With downcast look the joyless victor sate,
Revolving in his alter'd soul

The various turns of fate below;
And now and then a sigh he stole,
And tears began to flow.

The mighty master smil'd to see
That love was in the next degree;
'Twas but a kindred sound to move;
For pity melts the mind to love.

Softly sweet in Lydian measures,
Soon he sooth'd his soul to pleasures;
War, he sung, is toil and trouble;
Honour but an empty bubble;

Never ending, still beginning,
Fighting still, and still destroying;
If the world be worth thy winning,
Think, O think it worth enjoying!
Lovely Thais sits beside thee,

Take the good the gods provide thee.

The many rend the skies with loud applause;

So love was crown'd, but music won the cause.
The prince, unable to conceal his pain.

Gazed on the fair

Who caus'd his care,

And sigh'd and look'd, sigh'd and look'd,
Sigh'd and look'd, and sigh'd again.

At length with love and wine at once oppress'd,
The vanquish'd victor sunk upon her breast.

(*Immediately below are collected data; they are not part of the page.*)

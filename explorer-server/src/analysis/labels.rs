//! Label-to-workload association
//!
//! Exports do not carry reliable foreign keys between labels and workloads.
//! Association is a heuristic predicate, kept behind a trait so a stricter
//! join can replace it without touching the resolvers that use it.

use crate::models::Record;

/// Decides whether a label record applies to a workload record.
pub trait Association: Send + Sync {
    fn associates(&self, label: &Record, workload: &Record) -> bool;
}

/// Soft match: `label.workload_id == workload.id`, or the workload's href
/// appears somewhere inside the label's href. Either signal suffices.
///
/// Substring containment can produce spurious matches ("/w/1" is inside
/// "/w/12") and naming mismatches can miss real ones. Both are accepted.
#[derive(Debug, Clone, Copy, Default)]
pub struct SoftMatch;

impl Association for SoftMatch {
    fn associates(&self, label: &Record, workload: &Record) -> bool {
        let by_id = match (label.get("workload_id"), workload.id()) {
            (Some(wid), Some(id)) => !wid.is_null() && wid == id,
            _ => false,
        };
        by_id || contains_href(label, workload)
    }
}

/// Only `workload_id == id`; no href heuristics.
#[derive(Debug, Clone, Copy, Default)]
pub struct StrictId;

impl Association for StrictId {
    fn associates(&self, label: &Record, workload: &Record) -> bool {
        matches!(
            (label.get("workload_id"), workload.id()),
            (Some(wid), Some(id)) if !wid.is_null() && wid == id
        )
    }
}

/// Association rule chosen at startup (`LABEL_MATCH=soft|strict`).
#[derive(Debug, Clone, Copy, PartialEq, Eq, Default)]
pub enum LabelMatch {
    #[default]
    Soft,
    Strict,
}

impl LabelMatch {
    pub fn from_name(name: &str) -> Option<Self> {
        match name.to_lowercase().as_str() {
            "soft" => Some(LabelMatch::Soft),
            "strict" => Some(LabelMatch::Strict),
            _ => None,
        }
    }

    pub fn as_str(&self) -> &'static str {
        match self {
            LabelMatch::Soft => "soft",
            LabelMatch::Strict => "strict",
        }
    }
}

impl Association for LabelMatch {
    fn associates(&self, label: &Record, workload: &Record) -> bool {
        match self {
            LabelMatch::Soft => SoftMatch.associates(label, workload),
            LabelMatch::Strict => StrictId.associates(label, workload),
        }
    }
}

fn contains_href(label: &Record, workload: &Record) -> bool {
    match (label.str_field("href"), workload.href()) {
        (Some(label_href), Some(workload_href)) => label_href.contains(workload_href),
        _ => false,
    }
}

/// Every label the association accepts for the workload, in collection
/// order. No dedup, no ranking.
pub fn labels_for_workload<'a, A: Association + ?Sized>(
    association: &A,
    workload: &Record,
    labels: &'a [Record],
) -> Vec<&'a Record> {
    labels
        .iter()
        .filter(|label| association.associates(label, workload))
        .collect()
}
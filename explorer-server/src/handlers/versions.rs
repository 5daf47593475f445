//! Version history handler

use axum::{extract::State, Json};
use serde::Serialize;

use crate::models::{Collection, VersionSummary};
use crate::{AppResult, AppState};

#[derive(Debug, Serialize)]
pub struct CollectionVersions {
    pub collection: Collection,
    pub versions: Vec<VersionSummary>,
}

#[derive(Debug, Serialize)]
pub struct VersionsResponse {
    pub success: bool,
    pub collections: Vec<CollectionVersions>,
}

/// Version history of every collection
pub async fn list(State(state): State<AppState>) -> AppResult<Json<VersionsResponse>> {
    let collections = state
        .loader
        .all_versions()
        .await?
        .into_iter()
        .map(|(collection, versions)| CollectionVersions { collection, versions })
        .collect();

    Ok(Json(VersionsResponse {
        success: true,
        collections,
    }))
}
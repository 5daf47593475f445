//! Collection data handlers

use axum::{
    extract::{Path, Query, State},
    Json,
};
use serde::{Deserialize, Serialize};
use serde_json::Value;

use crate::models::{Collection, VersionedBatch};
use crate::{AppResult, AppState};

#[derive(Debug, Deserialize, Default)]
pub struct VersionParams {
    pub version: Option<i32>,
}

#[derive(Debug, Serialize)]
pub struct DataResponse {
    pub success: bool,
    pub data: Vec<Value>,
    pub count: usize,
}

#[derive(Debug, Serialize)]
pub struct BatchesResponse {
    pub success: bool,
    pub collection: Collection,
    pub batches: Vec<VersionedBatch>,
}

/// Stamped records of a collection, newest upload first
pub async fn list(
    State(state): State<AppState>,
    Path(collection): Path<String>,
    Query(params): Query<VersionParams>,
) -> AppResult<Json<DataResponse>> {
    let collection: Collection = collection.parse()?;
    let rows = state.loader.fetch(collection, params.version).await?;
    let data: Vec<Value> = rows.iter().map(|r| r.to_stamped_value()).collect();

    Ok(Json(DataResponse {
        success: true,
        count: data.len(),
        data,
    }))
}

/// Records grouped into one logical file per version
pub async fn batches(
    State(state): State<AppState>,
    Path(collection): Path<String>,
    Query(params): Query<VersionParams>,
) -> AppResult<Json<BatchesResponse>> {
    let collection: Collection = collection.parse()?;
    let batches = state.loader.load(collection, params.version).await?;

    Ok(Json(BatchesResponse {
        success: true,
        collection,
        batches,
    }))
}
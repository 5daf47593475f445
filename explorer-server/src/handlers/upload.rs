//! Upload handlers

use axum::{
    body::Bytes,
    extract::{Path, Query, State},
    Json,
};
use serde::{Deserialize, Serialize};
use serde_json::Value;
use validator::Validate;

use crate::ingest;
use crate::models::{Collection, Record, UploadReceipt};
use crate::{AppError, AppResult, AppState};

/// Pre-parsed upload: the client already decoded the file into records.
#[derive(Debug, Deserialize, Validate)]
#[serde(rename_all = "camelCase")]
pub struct UploadRequest {
    #[validate(length(min = 1, max = 64))]
    pub file_type: String,
    #[validate(length(min = 1, message = "data must contain at least one record"))]
    pub data: Vec<Value>,
    #[serde(default)]
    #[validate(length(max = 512))]
    pub file_name: String,
}

#[derive(Debug, Serialize)]
#[serde(rename_all = "camelCase")]
pub struct UploadResponse {
    pub success: bool,
    pub upload_id: String,
    pub version: i32,
    pub inserted_count: usize,
    pub collection_name: &'static str,
}

impl UploadResponse {
    fn new(collection: Collection, receipt: UploadReceipt) -> Self {
        Self {
            success: true,
            upload_id: receipt.batch_id,
            version: receipt.version,
            inserted_count: receipt.inserted_count,
            collection_name: collection.as_str(),
        }
    }
}

#[derive(Debug, Deserialize)]
#[serde(rename_all = "camelCase")]
pub struct FileUploadParams {
    pub file_type: Option<String>,
}

/// Append a batch of already-decoded records
pub async fn upload(
    State(state): State<AppState>,
    Json(req): Json<UploadRequest>,
) -> AppResult<Json<UploadResponse>> {
    req.validate()?;
    let collection: Collection = req.file_type.parse()?;

    let records = req
        .data
        .into_iter()
        .enumerate()
        .map(|(i, v)| {
            Record::from_value(v)
                .ok_or_else(|| AppError::MalformedRecord(format!("record {i} is not an object")))
        })
        .collect::<AppResult<Vec<_>>>()?;

    let receipt = state
        .loader
        .store()
        .append(collection, records, &req.file_name)
        .await?;

    tracing::info!(
        "Uploaded {} records to {} as version {} ({})",
        receipt.inserted_count, collection, receipt.version, req.file_name
    );

    Ok(Json(UploadResponse::new(collection, receipt)))
}

/// Upload a raw CSV/JSON export file; the body is the file content
pub async fn upload_file(
    State(state): State<AppState>,
    Path(file_name): Path<String>,
    Query(params): Query<FileUploadParams>,
    body: Bytes,
) -> AppResult<Json<UploadResponse>> {
    let declared = params
        .file_type
        .as_deref()
        .map(str::parse::<Collection>)
        .transpose()?;

    let file = ingest::ingest(&file_name, &body, declared)?;

    let receipt = state
        .loader
        .store()
        .append(file.collection, file.records, &file.file_name)
        .await?;

    tracing::info!(
        "Ingested {} ({:?}) into {} as version {}",
        file.file_name, file.format, file.collection, receipt.version
    );

    Ok(Json(UploadResponse::new(file.collection, receipt)))
}
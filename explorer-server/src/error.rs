//! Error handling

use axum::{
    response::{IntoResponse, Response},
    http::StatusCode,
    Json,
};
use serde_json::json;

use crate::export::ExportError;
use crate::ingest::IngestError;
use crate::models::UnknownCollection;
use crate::store::StoreError;

pub type AppResult<T> = Result<T, AppError>;

#[derive(Debug)]
pub enum AppError {
    // Request errors
    CollectionNotFound(String),
    MalformedRecord(String),
    ValidationError(String),
    NotFound(String),

    // Store errors
    StoreUnavailable(String),
    DatabaseError(String),

    // Generic errors
    InternalError(String),
}

impl IntoResponse for AppError {
    fn into_response(self) -> Response {
        let (status, error_message) = match &self {
            AppError::CollectionNotFound(_) => (StatusCode::BAD_REQUEST, "Invalid collection".to_string()),
            AppError::MalformedRecord(msg) => (StatusCode::UNPROCESSABLE_ENTITY, msg.clone()),
            AppError::ValidationError(msg) => (StatusCode::BAD_REQUEST, msg.clone()),
            AppError::NotFound(msg) => (StatusCode::NOT_FOUND, msg.clone()),
            AppError::StoreUnavailable(msg) => {
                tracing::error!("Store unavailable: {}", msg);
                (StatusCode::SERVICE_UNAVAILABLE, "Record store unavailable".to_string())
            }
            AppError::DatabaseError(msg) => {
                tracing::error!("Database error: {}", msg);
                (StatusCode::INTERNAL_SERVER_ERROR, "Database error occurred".to_string())
            }
            AppError::InternalError(msg) => {
                tracing::error!("Internal error: {}", msg);
                (StatusCode::INTERNAL_SERVER_ERROR, "Internal server error".to_string())
            }
        };

        let body = Json(json!({
            "error": error_message,
            "status": status.as_u16()
        }));

        (status, body).into_response()
    }
}

impl From<StoreError> for AppError {
    fn from(err: StoreError) -> Self {
        match err {
            StoreError::Unavailable(msg) => AppError::StoreUnavailable(msg),
            StoreError::Query(msg) => AppError::DatabaseError(msg),
            StoreError::EmptyBatch(collection) => {
                AppError::ValidationError(format!("{} upload contains no records", collection))
            }
        }
    }
}

impl From<UnknownCollection> for AppError {
    fn from(err: UnknownCollection) -> Self {
        AppError::CollectionNotFound(err.0)
    }
}

impl From<IngestError> for AppError {
    fn from(err: IngestError) -> Self {
        match err {
            IngestError::UnsupportedFormat(_) | IngestError::UnknownFileType(_) => {
                AppError::ValidationError(err.to_string())
            }
            other => AppError::MalformedRecord(other.to_string()),
        }
    }
}

impl From<ExportError> for AppError {
    fn from(err: ExportError) -> Self {
        AppError::InternalError(err.to_string())
    }
}

impl From<validator::ValidationErrors> for AppError {
    fn from(err: validator::ValidationErrors) -> Self {
        AppError::ValidationError(err.to_string())
    }
}
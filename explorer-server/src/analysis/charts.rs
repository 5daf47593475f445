//! Aggregations behind the dashboard charts

use serde::{Deserialize, Serialize};

use crate::models::{text_of, Record};

const TOP_SERVICES: usize = 10;

/// One chart slice / bar.
#[derive(Debug, Clone, PartialEq, Eq, Serialize, Deserialize)]
pub struct NamedValue {
    pub name: String,
    pub value: u64,
}

/// Workload counts per `environment` (falling back to `env`, then "Unknown"),
/// first-seen order.
pub fn environment_breakdown(workloads: &[Record]) -> Vec<NamedValue> {
    tally(workloads.iter().map(|w| first_text(w, &["environment", "env"])))
}

/// How often each service appears across rulesets' `services` lists, most
/// used first, top ten.
pub fn service_usage(rulesets: &[Record]) -> Vec<NamedValue> {
    let names = rulesets.iter().flat_map(|r| {
        r.array_field("services").iter().map(|s| match Record::from_value(s.clone()) {
            Some(service) => first_text(&service, &["name", "service"]),
            None => "Unknown".to_string(),
        })
    });
    let mut counts = tally(names);
    // Stable: ties keep first-seen order.
    counts.sort_by(|a, b| b.value.cmp(&a.value));
    counts.truncate(TOP_SERVICES);
    counts
}

fn first_text(record: &Record, fields: &[&str]) -> String {
    fields
        .iter()
        .find_map(|f| record.truthy(f))
        .map(text_of)
        .unwrap_or_else(|| "Unknown".to_string())
}

fn tally(names: impl Iterator<Item = String>) -> Vec<NamedValue> {
    let mut counts: Vec<NamedValue> = Vec::new();
    for name in names {
        match counts.iter_mut().find(|c| c.name == name) {
            Some(entry) => entry.value += 1,
            None => counts.push(NamedValue { name, value: 1 }),
        }
    }
    counts
}

#[cfg(test)]
mod tests {
    use super::*;
    use serde_json::{json, Value};

    fn recs(values: Vec<Value>) -> Vec<Record> {
        values.into_iter().map(|v| Record::from_value(v).unwrap()).collect()
    }

    fn nv(name: &str, value: u64) -> NamedValue {
        NamedValue { name: name.to_string(), value }
    }

    #[test]
    fn test_environment_breakdown() {
        let workloads = recs(vec![
            json!({"environment": "prod"}),
            json!({"env": "dev"}),
            json!({"environment": "prod"}),
            json!({"name": "x"}),
            json!({"environment": "", "env": "dev"}),
        ]);
        assert_eq!(
            environment_breakdown(&workloads),
            vec![nv("prod", 2), nv("dev", 2), nv("Unknown", 1)]
        );
    }

    #[test]
    fn test_service_usage_sorted_and_capped() {
        let mut rulesets = recs(vec![
            json!({"services": [{"name": "https"}, {"service": "ssh"}, "bogus"]}),
            json!({"services": [{"name": "https"}, {}]}),
            json!({"rules": []}),
        ]);
        assert_eq!(
            service_usage(&rulesets),
            vec![nv("https", 2), nv("Unknown", 2), nv("ssh", 1)]
        );

        let many: Vec<Value> = (0..15).map(|i| json!({"name": format!("svc-{i}")})).collect();
        rulesets.push(Record::from_value(json!({ "services": many })).unwrap());
        assert_eq!(service_usage(&rulesets).len(), 10);
    }
}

Now strike the golden lyre again;

A louder yet, and yet a louder strain.
Break his bands of sleep asunder,

And rouse him like a rattling peal of thunder.
Hark! hark! the horrid sound

Has rais'd up his head,

As awak'd from the dead,

And, amazed, he stares around.

Revenge, revenge, Timotheus cries;
See the Furies arise;

See the snakes that they rear!

How they hiss in the air,

And the sparkles that flash from their eyes!

Behold a ghastly band,

Each a torch in his hand!

These are Grecian ghosts, that in battle were slain,

And unburied remain

Inglorious on the plain;

Give the vengeance due

To the valiant crew:

Behold how they toss their torches on high!
How they point to the Persian abodes,
And glitt'ring temples of their hostile gods!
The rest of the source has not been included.